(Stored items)

==================================================

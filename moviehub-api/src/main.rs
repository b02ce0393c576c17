//! # MovieHub API Server
//!
//! Serves the movie board: accounts, the catalog, votes, comments and the
//! admin dashboard.
//!
//! ## Usage
//!
//! ```bash
//! DATABASE_URL=postgresql://localhost/moviehub \
//! JWT_SECRET=change-me-to-at-least-32-characters \
//! cargo run -p moviehub-api
//! ```

use moviehub_api::{
    app::{build_router, AppState},
    config::Config,
    telemetry,
};
use moviehub_shared::db::{migrations, pool};

#[tokio::main]
async fn main() -> anyhow::Result<()> {
    telemetry::init("moviehub_api=debug,moviehub_shared=debug,tower_http=debug");

    tracing::info!("MovieHub API Server v{} starting...", env!("CARGO_PKG_VERSION"));

    let config = Config::from_env()?;
    tracing::info!(environment = ?config.environment, "Configuration loaded");

    let db = pool::create_pool(pool::DatabaseConfig {
        url: config.database.url.clone(),
        max_connections: config.database.max_connections,
        ..Default::default()
    })
    .await?;

    migrations::run_migrations(&db).await?;

    let bind_address = config.bind_address();
    let app = build_router(AppState::new(db.clone(), config));

    let listener = tokio::net::TcpListener::bind(&bind_address).await?;
    tracing::info!("Server listening on http://{}", bind_address);

    axum::serve(listener, app)
        .with_graceful_shutdown(shutdown_signal())
        .await?;

    tracing::info!("Shutdown signal received, draining connections...");
    pool::close_pool(db).await;

    Ok(())
}

async fn shutdown_signal() {
    if let Err(e) = tokio::signal::ctrl_c().await {
        tracing::error!(error = %e, "Failed to listen for shutdown signal");
    }
}
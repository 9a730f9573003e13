use rust_decimal::Decimal;
use serde::{Deserialize, Serialize};

/// Annual figures for one employee, as supplied by the payroll records.
///
/// All amounts are whole yen.
#[derive(Debug, Clone, PartialEq, Eq, Serialize, Deserialize)]
pub struct ReconciliationInput {
    pub employee_id: String,
    pub tax_year: i32,

    /// Annual base pay.
    pub base_compensation: Decimal,

    /// Annual bonuses.
    pub bonus_compensation: Decimal,

    /// Income tax withheld from pay during the year.
    pub withheld_tax: Decimal,

    pub deductions: Deductions,
}

impl ReconciliationInput {
    /// Base pay plus bonuses.
    pub fn total_income(&self) -> Decimal {
        self.base_compensation + self.bonus_compensation
    }
}

/// Itemized deductions claimed for the year.
///
/// `housing_loan` is a tax credit applied after the progressive tax is
/// computed, not an income deduction.
#[derive(Debug, Clone, Default, PartialEq, Eq, Serialize, Deserialize)]
pub struct Deductions {
    pub basic: Decimal,
    pub spouse: Decimal,
    pub spouse_special: Decimal,
    pub dependent: Decimal,

    /// Informational only; not used in any calculation.
    pub dependent_count: i32,

    pub life_insurance: Decimal,
    pub earthquake_insurance: Decimal,
    pub social_insurance: Decimal,
    pub housing_loan: Decimal,
    pub medical_expense: Decimal,
    pub other: Decimal,
}

impl Deductions {
    /// Field name and amount for every monetary field, in declaration order.
    pub fn named_amounts(&self) -> [(&'static str, Decimal); 10] {
        [
            ("basic", self.basic),
            ("spouse", self.spouse),
            ("spouse_special", self.spouse_special),
            ("dependent", self.dependent),
            ("life_insurance", self.life_insurance),
            ("earthquake_insurance", self.earthquake_insurance),
            ("social_insurance", self.social_insurance),
            ("housing_loan", self.housing_loan),
            ("medical_expense", self.medical_expense),
            ("other", self.other),
        ]
    }
}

==================================================

■ **Task item**: Your answer should be all of the records, transcribed exactly.

■ **Answer section**:
filename moviehub-api/src/main.rs
repository b02ce0393c576c17
//! # MovieHub API Server
//!
//! Serves the movie board: accounts, the catalog, votes, comments and the
//! admin dashboard.
//!
//! ## Usage
//!
//! ```bash
//! DATABASE_URL=postgresql://localhost/moviehub \
//! JWT_SECRET=change-me-to-at-least-32-characters \
//! cargo run -p moviehub-api
//! ```

use moviehub_api::{
    app::{build_router, AppState},
    config::Config,
    telemetry,
};
use moviehub_shared::db::{migrations, pool};

#[tokio::main]
async fn main() -> anyhow::Result<()> {
    telemetry::init("moviehub_api=debug,moviehub_shared=debug,tower_http=debug");

    tracing::info!("MovieHub API Server v{} starting...", env!("CARGO_PKG_VERSION"));

    let config = Config::from_env()?;
    tracing::info!(environment = ?config.environment, "Configuration loaded");

    let db = pool::create_pool(pool::DatabaseConfig {
        url: config.database.url.clone(),
        max_connections: config.database.max_connections,
        ..Default::default()
    })
    .await?;

    migrations::run_migrations(&db).await?;

    let bind_address = config.bind_address();
    let app = build_router(AppState::new(db.clone(), config));

    let listener = tokio::net::TcpListener::bind(&bind_address).await?;
    tracing::info!("Server listening on http://{}", bind_address);

    axum::serve(listener, app)
        .with_graceful_shutdown(shutdown_signal())
        .await?;

    tracing::info!("Shutdown signal received, draining connections...");
    pool::close_pool(db).await;

    Ok(())
}

async fn shutdown_signal() {
    if let Err(e) = tokio::signal::ctrl_c().await {
        tracing::error!(error = %e, "Failed to listen for shutdown signal");
    }
}
repository 9a730f9573003e13
use rust_decimal::Decimal;
use serde::{Deserialize, Serialize};

/// Annual figures for one employee, as supplied by the payroll records.
///
/// All amounts are whole yen.
#[derive(Debug, Clone, PartialEq, Eq, Serialize, Deserialize)]
pub struct ReconciliationInput {
    pub employee_id: String,
    pub tax_year: i32,

    /// Annual base pay.
    pub base_compensation: Decimal,

    /// Annual bonuses.
    pub bonus_compensation: Decimal,

    /// Income tax withheld from pay during the year.
    pub withheld_tax: Decimal,

    pub deductions: Deductions,
}

impl ReconciliationInput {
    /// Base pay plus bonuses.
    pub fn total_income(&self) -> Decimal {
        self.base_compensation + self.bonus_compensation
    }
}

/// Itemized deductions claimed for the year.
///
/// `housing_loan` is a tax credit applied after the progressive tax is
/// computed, not an income deduction.
#[derive(Debug, Clone, Default, PartialEq, Eq, Serialize, Deserialize)]
pub struct Deductions {
    pub basic: Decimal,
    pub spouse: Decimal,
    pub spouse_special: Decimal,
    pub dependent: Decimal,

    /// Informational only; not used in any calculation.
    pub dependent_count: i32,

    pub life_insurance: Decimal,
    pub earthquake_insurance: Decimal,
    pub social_insurance: Decimal,
    pub housing_loan: Decimal,
    pub medical_expense: Decimal,
    pub other: Decimal,
}

impl Deductions {
    /// Field name and amount for every monetary field, in declaration order.
    pub fn named_amounts(&self) -> [(&'static str, Decimal); 10] {
        [
            ("basic", self.basic),
            ("spouse", self.spouse),
            ("spouse_special", self.spouse_special),
            ("dependent", self.dependent),
            ("life_insurance", self.life_insurance),
            ("earthquake_insurance", self.earthquake_insurance),
            ("social_insurance", self.social_insurance),
            ("housing_loan", self.housing_loan),
            ("medical_expense", self.medical_expense),
            ("other", self.other),
        ]
    }
}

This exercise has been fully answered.